Items from a data source
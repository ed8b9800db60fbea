//! Incoming payment monitor for a set of watched accounts.
//!
//! The monitor keeps a ledger cursor and, on every (re)connection, resyncs in
//! three ordered steps: re-subscribe the watched accounts, catch up on their
//! history from the ledger after the cursor, then subscribe to ledger closes.
//! While a resync runs, live transactions and catch-up entries race each other
//! and a processed-hash cache keeps each payment from being delivered twice.
//! Once live, every closed ledger triggers a catch-up scan from that ledger as
//! a safety net, and the cursor advances once those scans have succeeded.
//!
//! All state lives in one worker task. Requests run in spawned tasks whose
//! results come back as messages tagged with the resync generation they were
//! issued for, so results of abandoned resyncs are dropped.

mod state;
mod worker;


pub use state::{LedgerCursor, PendingLedgers, ProcessedHashCache, RecentDeliveries};

use crate::scanner::{CatchUpScanner, ScanError};
use std::sync::Arc;
use thiserror::Error;
use tokio::sync::{broadcast, mpsc, oneshot};
use tokio::task::JoinHandle;
use watcher_channel::{ChannelError, RpcChannel};
use watcher_config::MonitorConfig;
use watcher_types::{AccountAddress, LedgerIndex, Transaction, TransactionMeta};
use worker::{Command, Worker};

/// Capacity of the monitor event broadcast.
const EVENT_CAPACITY: usize = 256;

/// Callback receiving each incoming payment of a watched account.
pub type PaymentCallback = Box<dyn Fn(&Transaction, &TransactionMeta) + Send + Sync>;

/// Connection-level state of the monitor.
#[derive(Debug, Clone, Copy, PartialEq, Eq)]
pub enum LiveState {
	Disconnected,
	/// Re-subscribing and catching up after a connection was established.
	Resyncing,
	/// Caught up; payments arrive from the live stream.
	Live,
}

/// A failed resync step.
#[derive(Debug, Clone, PartialEq, Eq, Error)]
pub enum ResyncError {
	#[error("Failed to subscribe to account {account}: {source}")]
	Subscribe {
		account: AccountAddress,
		#[source]
		source: ChannelError,
	},
	#[error("Catch-up failed for account {account}: {source}")]
	CatchUp {
		account: AccountAddress,
		#[source]
		source: ScanError,
	},
	#[error("Failed to subscribe to ledger stream: {0}")]
	LedgerSubscribe(#[source] ChannelError),
}

impl ResyncError {
	/// Whether the node refused the step because it is not synced yet.
	pub fn is_not_synced(&self) -> bool {
		match self {
			ResyncError::Subscribe { source, .. } => source.is_not_synced(),
			ResyncError::CatchUp { source, .. } => source.is_not_synced(),
			ResyncError::LedgerSubscribe(source) => source.is_not_synced(),
		}
	}
}

/// Errors reported by the monitor.
#[derive(Debug, Clone, PartialEq, Eq, Error)]
pub enum MonitorError {
	#[error("Initialization failed: {0}")]
	Initialization(#[source] ResyncError),
	#[error("Monitor has stopped")]
	Stopped,
}

/// Events broadcast to [`AccountMonitor::subscribe`] receivers.
#[derive(Debug, Clone, PartialEq, Eq)]
pub enum MonitorEvent {
	/// The cursor advanced to this ledger.
	LedgerClosed(LedgerIndex),
	/// A resync failed for a reason other than the node not being synced.
	Error(MonitorError),
}

/// Handle to a running monitor.
///
/// Dropping the handle stops the worker.
pub struct AccountMonitor {
	commands: mpsc::UnboundedSender<Command>,
	events: broadcast::Sender<MonitorEvent>,
	worker: JoinHandle<()>,
}

impl AccountMonitor {
	/// Starts a monitor on `channel`. If the channel is already connected a
	/// resync starts right away, otherwise on the next `Open`.
	pub fn spawn(channel: Arc<dyn RpcChannel>, config: &MonitorConfig) -> Self {
		let (commands, command_rx) = mpsc::unbounded_channel();
		let (events, _) = broadcast::channel(EVENT_CAPACITY);

		let subscription = channel.subscribe();
		let scanner = CatchUpScanner::new(channel.clone(), config.page_size);
		let worker = Worker::new(channel, scanner, config, events.clone());
		let worker = tokio::spawn(worker.run(subscription, command_rx));

		Self {
			commands,
			events,
			worker,
		}
	}

	/// Starts delivering incoming payments of `account` to `on_payment`.
	///
	/// Callbacks of one account run in registration order. Watching an
	/// account while connected subscribes it immediately; either way it is
	/// included in every later resync.
	pub fn watch<F>(&self, account: impl Into<AccountAddress>, on_payment: F) -> Result<(), MonitorError>
	where
		F: Fn(&Transaction, &TransactionMeta) + Send + Sync + 'static,
	{
		self.commands
			.send(Command::Watch {
				account: account.into(),
				callback: Box::new(on_payment),
			})
			.map_err(|_| MonitorError::Stopped)
	}

	pub fn subscribe(&self) -> broadcast::Receiver<MonitorEvent> {
		self.events.subscribe()
	}

	pub async fn ledger_cursor(&self) -> Result<LedgerIndex, MonitorError> {
		let (reply, response) = oneshot::channel();
		self.commands
			.send(Command::Cursor(reply))
			.map_err(|_| MonitorError::Stopped)?;
		response.await.map_err(|_| MonitorError::Stopped)
	}

	pub async fn state(&self) -> Result<LiveState, MonitorError> {
		let (reply, response) = oneshot::channel();
		self.commands
			.send(Command::State(reply))
			.map_err(|_| MonitorError::Stopped)?;
		response.await.map_err(|_| MonitorError::Stopped)
	}

	/// Stops the worker and waits for it to exit.
	pub async fn shutdown(self) {
		let _ = self.commands.send(Command::Shutdown);
		if let Err(e) = self.worker.await {
			tracing::error!(error = %e, "Monitor worker failed");
		}
	}
}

# PROBLEM
The data above should be copied out with complete accuracy.

# FINAL ANSWER
repository ed8b9800db60fbea
//! Incoming payment monitor for a set of watched accounts.
//!
//! The monitor keeps a ledger cursor and, on every (re)connection, resyncs in
//! three ordered steps: re-subscribe the watched accounts, catch up on their
//! history from the ledger after the cursor, then subscribe to ledger closes.
//! While a resync runs, live transactions and catch-up entries race each other
//! and a processed-hash cache keeps each payment from being delivered twice.
//! Once live, every closed ledger triggers a catch-up scan from that ledger as
//! a safety net, and the cursor advances once those scans have succeeded.
//!
//! All state lives in one worker task. Requests run in spawned tasks whose
//! results come back as messages tagged with the resync generation they were
//! issued for, so results of abandoned resyncs are dropped.

mod state;
mod worker;


pub use state::{LedgerCursor, PendingLedgers, ProcessedHashCache, RecentDeliveries};

use crate::scanner::{CatchUpScanner, ScanError};
use std::sync::Arc;
use thiserror::Error;
use tokio::sync::{broadcast, mpsc, oneshot};
use tokio::task::JoinHandle;
use watcher_channel::{ChannelError, RpcChannel};
use watcher_config::MonitorConfig;
use watcher_types::{AccountAddress, LedgerIndex, Transaction, TransactionMeta};
use worker::{Command, Worker};

/// Capacity of the monitor event broadcast.
const EVENT_CAPACITY: usize = 256;

/// Callback receiving each incoming payment of a watched account.
pub type PaymentCallback = Box<dyn Fn(&Transaction, &TransactionMeta) + Send + Sync>;

/// Connection-level state of the monitor.
#[derive(Debug, Clone, Copy, PartialEq, Eq)]
pub enum LiveState {
	Disconnected,
	/// Re-subscribing and catching up after a connection was established.
	Resyncing,
	/// Caught up; payments arrive from the live stream.
	Live,
}

/// A failed resync step.
#[derive(Debug, Clone, PartialEq, Eq, Error)]
pub enum ResyncError {
	#[error("Failed to subscribe to account {account}: {source}")]
	Subscribe {
		account: AccountAddress,
		#[source]
		source: ChannelError,
	},
	#[error("Catch-up failed for account {account}: {source}")]
	CatchUp {
		account: AccountAddress,
		#[source]
		source: ScanError,
	},
	#[error("Failed to subscribe to ledger stream: {0}")]
	LedgerSubscribe(#[source] ChannelError),
}

impl ResyncError {
	/// Whether the node refused the step because it is not synced yet.
	pub fn is_not_synced(&self) -> bool {
		match self {
			ResyncError::Subscribe { source, .. } => source.is_not_synced(),
			ResyncError::CatchUp { source, .. } => source.is_not_synced(),
			ResyncError::LedgerSubscribe(source) => source.is_not_synced(),
		}
	}
}

/// Errors reported by the monitor.
#[derive(Debug, Clone, PartialEq, Eq, Error)]
pub enum MonitorError {
	#[error("Initialization failed: {0}")]
	Initialization(#[source] ResyncError),
	#[error("Monitor has stopped")]
	Stopped,
}

/// Events broadcast to [`AccountMonitor::subscribe`] receivers.
#[derive(Debug, Clone, PartialEq, Eq)]
pub enum MonitorEvent {
	/// The cursor advanced to this ledger.
	LedgerClosed(LedgerIndex),
	/// A resync failed for a reason other than the node not being synced.
	Error(MonitorError),
}

/// Handle to a running monitor.
///
/// Dropping the handle stops the worker.
pub struct AccountMonitor {
	commands: mpsc::UnboundedSender<Command>,
	events: broadcast::Sender<MonitorEvent>,
	worker: JoinHandle<()>,
}

impl AccountMonitor {
	/// Starts a monitor on `channel`. If the channel is already connected a
	/// resync starts right away, otherwise on the next `Open`.
	pub fn spawn(channel: Arc<dyn RpcChannel>, config: &MonitorConfig) -> Self {
		let (commands, command_rx) = mpsc::unbounded_channel();
		let (events, _) = broadcast::channel(EVENT_CAPACITY);

		let subscription = channel.subscribe();
		let scanner = CatchUpScanner::new(channel.clone(), config.page_size);
		let worker = Worker::new(channel, scanner, config, events.clone());
		let worker = tokio::spawn(worker.run(subscription, command_rx));

		Self {
			commands,
			events,
			worker,
		}
	}

	/// Starts delivering incoming payments of `account` to `on_payment`.
	///
	/// Callbacks of one account run in registration order. Watching an
	/// account while connected subscribes it immediately; either way it is
	/// included in every later resync.
	pub fn watch<F>(&self, account: impl Into<AccountAddress>, on_payment: F) -> Result<(), MonitorError>
	where
		F: Fn(&Transaction, &TransactionMeta) + Send + Sync + 'static,
	{
		self.commands
			.send(Command::Watch {
				account: account.into(),
				callback: Box::new(on_payment),
			})
			.map_err(|_| MonitorError::Stopped)
	}

	pub fn subscribe(&self) -> broadcast::Receiver<MonitorEvent> {
		self.events.subscribe()
	}

	pub async fn ledger_cursor(&self) -> Result<LedgerIndex, MonitorError> {
		let (reply, response) = oneshot::channel();
		self.commands
			.send(Command::Cursor(reply))
			.map_err(|_| MonitorError::Stopped)?;
		response.await.map_err(|_| MonitorError::Stopped)
	}

	pub async fn state(&self) -> Result<LiveState, MonitorError> {
		let (reply, response) = oneshot::channel();
		self.commands
			.send(Command::State(reply))
			.map_err(|_| MonitorError::Stopped)?;
		response.await.map_err(|_| MonitorError::Stopped)
	}

	/// Stops the worker and waits for it to exit.
	pub async fn shutdown(self) {
		let _ = self.commands.send(Command::Shutdown);
		if let Err(e) = self.worker.await {
			tracing::error!(error = %e, "Monitor worker failed");
		}
	}
}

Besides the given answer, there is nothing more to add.